Pitman, S. J., Thompson, K., Hart, D. E., Moran, K., Gallop, S. L., Brander, R. W., & Wooler, A. (2021). Beachgoers’ ability to identify rip currents at a beach in situ. Natural Hazards and Earth System Sciences, 21(1), 115–128. https://doi.org/10.5194/nhess-21-115-2021
Permanent Research Commons link: https://hdl.handle.net/10289/14178
Rip currents (“rips”) are the leading cause of drowning on surf beaches worldwide. A major contributing factor is that many beachgoers are unable to identify rip currents. Previous research has attempted to quantify beachgoers' rip identification ability using photographs of rip currents without identifying whether this usefully translates into an ability to identify a rip current in situ at the beach.
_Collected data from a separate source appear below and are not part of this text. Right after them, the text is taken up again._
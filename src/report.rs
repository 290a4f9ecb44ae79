use std::io::Write;
use std::path::Path;

use anes::{Attribute, Color, ResetAttributes, SetAttribute, SetForegroundColor};
use serde_derive::Serialize;

use crate::error::{Error, Result};
use crate::format;
use crate::stats::univariate::outliers::Bounds;
use crate::Analysis;

/// Human readable report, printed to stdout
pub struct CliReport {
    pub enable_text_coloring: bool,
}

impl CliReport {
    pub fn new(enable_text_coloring: bool) -> CliReport {
        CliReport {
            enable_text_coloring,
        }
    }

    fn with_color(&self, color: Color, s: &str) -> String {
        if self.enable_text_coloring {
            format!("{}{}{}", SetForegroundColor(color), s, ResetAttributes)
        } else {
            String::from(s)
        }
    }

    fn green(&self, s: &str) -> String {
        self.with_color(Color::DarkGreen, s)
    }

    fn yellow(&self, s: &str) -> String {
        self.with_color(Color::DarkYellow, s)
    }

    fn bold(&self, s: String) -> String {
        if self.enable_text_coloring {
            format!("{}{}{}", SetAttribute(Attribute::Bold), s, ResetAttributes)
        } else {
            s
        }
    }

    fn faint(&self, s: String) -> String {
        if self.enable_text_coloring {
            format!("{}{}{}", SetAttribute(Attribute::Faint), s, ResetAttributes)
        } else {
            s
        }
    }

    pub fn analysis(&self, analysis: &Analysis) {
        for line in self.render(analysis) {
            println!("{}", line);
        }
    }

    /// The lines `analysis` prints, without trailing newlines
    pub fn render(&self, analysis: &Analysis) -> Vec<String> {
        let mut lines = vec![
            self.bold(format!(
                "{:<12}{} (k = {})",
                "Method:", analysis.method, analysis.cut_off
            )),
            format!(
                "{:<12}{} observations, mean {}, std. dev. {}",
                "Sample:",
                format::integer(analysis.size),
                format::value(analysis.mean),
                format::value(analysis.std_dev),
            ),
            self.faint(format!(
                "{:<12}min {}, q25 {}, median {}, q75 {}, max {}",
                "",
                format::value(analysis.min),
                format::value(analysis.q25),
                format::value(analysis.median),
                format::value(analysis.q75),
                format::value(analysis.max),
            )),
            format!(
                "{:<12}[{}, {}]",
                "Bounds:",
                format::value(analysis.bounds.lower),
                format::value(analysis.bounds.upper),
            ),
        ];

        lines.extend(self.outliers(analysis));
        lines
    }

    fn outliers(&self, analysis: &Analysis) -> Vec<String> {
        let noutliers = analysis.outliers();
        let sample_size = analysis.size;

        if noutliers == 0 {
            return vec![self.green(&format!(
                "No outliers found among {} observations",
                format::integer(sample_size)
            ))];
        }

        let mut lines = vec![self.yellow(&format!(
            "Found {} outliers among {} observations ({})",
            format::integer(noutliers),
            format::integer(sample_size),
            format::percent(noutliers, sample_size)
        ))];

        let mut push = |n, label| {
            if n != 0 {
                lines.push(format!(
                    "  {} ({}) {}",
                    format::integer(n),
                    format::percent(n, sample_size),
                    label
                ));
            }
        };

        push(analysis.low, "low");
        push(analysis.high, "high");

        lines.push(format!(
            "Non-outlier observations: {}",
            format::integer(analysis.inliers)
        ));
        lines
    }
}

/// Writes `analysis` as pretty printed JSON followed by a newline
pub fn write_json<W: Write>(mut writer: W, analysis: &Analysis) -> Result<()> {
    serde_json::to_writer_pretty(&mut writer, analysis)?;
    writer.write_all(b"\n").map_err(serde_json::Error::io)?;

    Ok(())
}

#[derive(Serialize)]
struct CsvRow {
    index: usize,
    value: f64,
    label: &'static str,
}

/// Writes one `index,value,label` row per data point
pub fn export_csv(path: &Path, data: &[f64], bounds: Bounds<f64>) -> Result<()> {
    let csv_error = |inner| Error::CsvError {
        path: path.to_owned(),
        inner,
    };

    let mut writer = csv::Writer::from_path(path).map_err(csv_error)?;
    for (index, &value) in data.iter().enumerate() {
        let row = CsvRow {
            index,
            value,
            label: bounds.label(value).as_str(),
        };
        writer.serialize(row).map_err(csv_error)?;
    }
    writer.flush().map_err(|inner| Error::AccessError {
        path: path.to_owned(),
        inner,
    })?;

    tracing::info!("Wrote {} labeled values to {:?}", data.len(), path);
    Ok(())
}

#[cfg(test)]
mod test {
    use super::*;
    use crate::{Method, OutlierDetector};

    const EXAMPLE: [f64; 12] = [
        10., 12., 12., 13., 12., 11., 14., 13., 15., 10., 10., 100.,
    ];

    #[test]
    fn plain_text() {
        let analysis = OutlierDetector::default().analyze(&EXAMPLE).unwrap();
        let lines = CliReport::new(false).render(&analysis);

        assert_eq!(lines[0], "Method:     iqr (k = 1.5)");
        assert_eq!(lines[3], "Bounds:     [7.0000, 17.000]");
        assert_eq!(lines[4], "Found 1 outliers among 12 observations (8.33%)");
        assert_eq!(lines[5], "  1 (8.33%) high");
        assert_eq!(lines[6], "Non-outlier observations: 11");
        assert_eq!(lines.len(), 7);
    }

    #[test]
    fn no_outliers() {
        let analysis = OutlierDetector::default()
            .method(Method::StdDev)
            .analyze(&[1., 2., 3.])
            .unwrap();
        let lines = CliReport::new(false).render(&analysis);

        assert_eq!(
            lines.last().unwrap(),
            "No outliers found among 3 observations"
        );
    }

    #[test]
    fn colored_text_is_escaped() {
        let analysis = OutlierDetector::default().analyze(&EXAMPLE).unwrap();
        let lines = CliReport::new(true).render(&analysis);

        assert!(lines[0].contains('\u{1b}'));
        assert!(lines[0].contains("Method:"));
    }

    #[test]
    fn json() {
        let analysis = OutlierDetector::default().analyze(&EXAMPLE).unwrap();
        let mut buffer = Vec::new();
        write_json(&mut buffer, &analysis).unwrap();

        let value: serde_json::Value = serde_json::from_slice(&buffer).unwrap();
        assert_eq!(value["method"], "iqr");
        assert_eq!(value["size"], 12);
        assert_eq!(value["high"], 1);
        assert_eq!(value["bounds"]["lower"], 7.0);
        assert_eq!(value["bounds"]["upper"], 17.0);
    }
}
This study is the first to compare beachgoers ability to identify rip currents in photographs and in situ at a beach in New Zealand (Muriwai Beach) where a channel rip current was present. Only 22 % of respondents were able to identify the in situ rip current. The highest rates of success were for males (33 %), New Zealand residents (25 %), and local beach users (29 %). Of all respondents who were successful at identifying the rip current in situ, 62 % were active surfers/bodyboarders, and 28 % were active beach swimmers. Of the respondents who were able to identify a rip current in two photographs, only 34 % were able to translate this into a successful in situ rip identification, which suggests that the ability to identify rip currents by beachgoers is worse than reported by previous studies involving photographs. This study highlights the difficulty of successfully identifying a rip current in reality and that photographs are not necessarily a useful means of teaching individuals to identify rip currents. It advocates for the use of more immersive and realistic education strategies, such as the use of virtual reality headsets showing moving imagery (videos) of rip currents in order to improve rip identification ability.
© Author(s) 2021. This work is distributed under the Creative Commons Attribution 4.0 License.